The Wenatchee Naturalist course gave me confidence to take students outside,” and the value of collaborating with people who are passionate about our community and shrub-steppe ecosystems. – Sally Knipfer
Joan Adams, 7th grade science teacher
20+ hours: Joan Adams, 7th grade science teacher at Icicle River Middle School, Leavenworth. Led her students in a project to renovate the school’s native plant garden by weeding non-natives, thinning and trimming existing native plants, applying mulch to suppress weeks, and installing permanent plant markers with scientific and common names for 40 species in the garden. April-Oct, 2013
Deb Noble, teacher at Sunnyslope Elementary School
20+ hours: Deb Noble, teacher at Sunnyslope Elementary School, Wenatchee, WA., 1998-2015. With the help of community educators, Deb designed and taught new lessons in the school garden with students/parents about native pollinators, their role in the vegetable seed production, and use of insects, both beneficial and harmful, as part of the garden as habitat.
Hana Butler- Wenatchee School District Tech Center
50+ hours: Hana Butler. Used the Wenatchee Naturalist curricula as a spring-board to design and teach a year-long, field-based natural resources high school class, with a 3-week summer program, for the regional technical learning center, serving students 16-20 years old.. Students to earn credit while engaging with relevant, meaningful projects that help enhance and sustain our natural resources. 2013-present.
I have found that many of my students don’t know what the word “naturalist” means or they associate it with a ‘hobby’ and people who are kind of hippies or ‘dorky.’ My work is creating programming that engages youth in hands-on interactions with their community and environment in order to foster a sense of belonging, stewardship and a desire for life-long learning. – Hana Butler
Alison Haug, 5th grade teacher
“As far as applying the Naturalist Class, I definitely feel that it has made me a much more well-rounded teacher of 5th grade science.

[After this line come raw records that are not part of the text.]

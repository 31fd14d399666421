use async_trait::async_trait;
use serde_json::Value;
use std::collections::HashMap;
use std::sync::Arc;
use vox_foundation::error::VoxError;

/// A callable tool exposed to the model (spec §6 `Function`).
#[async_trait]
pub trait Tool: Send + Sync {
    fn name(&self) -> &str;

    /// The JSON schema describing this tool's call signature, included in
    /// the chat request's tools field.
    fn schema(&self) -> Value;

    async fn execute(&self, args: Value) -> Result<String, VoxError>;
}

/// Looks tools up by name for the turn orchestrator's tool-call loop.
#[derive(Default, Clone)]
pub struct ToolRegistry {
    tools: HashMap<String, Arc<dyn Tool>>,
}

impl ToolRegistry {
    pub fn new() -> Self {
        Self::default()
    }

    pub fn register(&mut self, tool: Arc<dyn Tool>) {
        self.tools.insert(tool.name().to_string(), tool);
    }

    pub fn get(&self, name: &str) -> Option<Arc<dyn Tool>> {
        self.tools.get(name).cloned()
    }

    pub fn is_empty(&self) -> bool {
        self.tools.is_empty()
    }

    /// The tools schema array sent alongside a chat request.
    pub fn schema(&self) -> Value {
        Value::Array(self.tools.values().map(|t| t.schema()).collect())
    }
}

#[cfg(test)]
mod tests {
    use super::*;
    use serde_json::json;

    struct Echo;

    #[async_trait]
    impl Tool for Echo {
        fn name(&self) -> &str {
            "echo"
        }

        fn schema(&self) -> Value {
            json!({"name": "echo"})
        }

        async fn execute(&self, args: Value) -> Result<String, VoxError> {
            Ok(args.to_string())
        }
    }

    #[tokio::test]
    async fn registry_resolves_by_name() {
        let mut registry = ToolRegistry::new();
        registry.register(Arc::new(Echo));
        let tool = registry.get("echo").expect("registered");
        let out = tool.execute(json!({"q": 1})).await.unwrap();
        assert_eq!(out, "{\"q\":1}");
        assert!(registry.get("missing").is_none());
    }
}
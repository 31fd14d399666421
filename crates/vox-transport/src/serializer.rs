use vox_foundation::error::{TransportError, VoxError};
use vox_frames::Frame;

/// Pluggable wire codec for frames (spec §4.9/§6). A `prost`-based codec is
/// a documented extension point (see DESIGN.md); no `.proto` schema ships
/// with this implementation, so JSON is the only serializer provided.
pub trait FrameSerializer: Send + Sync {
    fn serialize(&self, frame: &Frame) -> Result<Vec<u8>, VoxError>;
    fn deserialize(&self, bytes: &[u8]) -> Result<Frame, VoxError>;
}

#[derive(Debug, Default, Clone, Copy)]
pub struct JsonSerializer;

impl FrameSerializer for JsonSerializer {
    fn serialize(&self, frame: &Frame) -> Result<Vec<u8>, VoxError> {
        serde_json::to_vec(frame)
            .map_err(TransportError::from)
            .map_err(VoxError::from)
    }

    fn deserialize(&self, bytes: &[u8]) -> Result<Frame, VoxError> {
        serde_json::from_slice(bytes)
            .map_err(TransportError::from)
            .map_err(VoxError::from)
    }
}

/// First-byte sniff used to pick the outbound message kind (spec §4.9):
/// payloads starting with `{` or `[` are sent as text, everything else as
/// binary.
pub fn looks_like_text(payload: &[u8]) -> bool {
    matches!(payload.first(), Some(b'{') | Some(b'['))
}

#[cfg(test)]
mod tests {
    use super::*;
    use vox_frames::{ControlFrame, DataFrame, Text};

    #[test]
    fn json_round_trips_a_frame() {
        let serializer = JsonSerializer;
        let frame = Frame::Data(DataFrame::Text(Text { utf8: "hi".into() }));
        let bytes = serializer.serialize(&frame).unwrap();
        assert!(looks_like_text(&bytes));
        let back = serializer.deserialize(&bytes).unwrap();
        assert_eq!(frame, back);
    }

    #[test]
    fn control_frame_round_trips_too() {
        let serializer = JsonSerializer;
        let frame = Frame::Control(ControlFrame::StartInterruption);
        let bytes = serializer.serialize(&frame).unwrap();
        let back = serializer.deserialize(&bytes).unwrap();
        assert_eq!(frame, back);
    }
}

I feel like I have more ability to modify my lessons if needed and have a better understanding of the Next Generation standards because I have a better understanding of how nature and systems within nature operate. Fifth grade also has a huge emphasis on the impact man has on his surrounding environment and the field trips that we went on made that part of their focus. So, whether I’m teaching kids science or out building trail for Evergreen, I’m using a lot of what Susan and other experts have taught me. – Alison Haug
Helen Osborne, 6th grade teacher
80 hours: Helen Osborne, 6th grade teacher, Clovis Point Intermediate School, Eastmont School District. Planned, sought funding, organized, collected hands-on materials, invited guest experts wrote lessons, and taught a 4-day environmental education week, focusing on learning about fish, raptors, deer and other wildlife; rocks, plants, forests and forest fires.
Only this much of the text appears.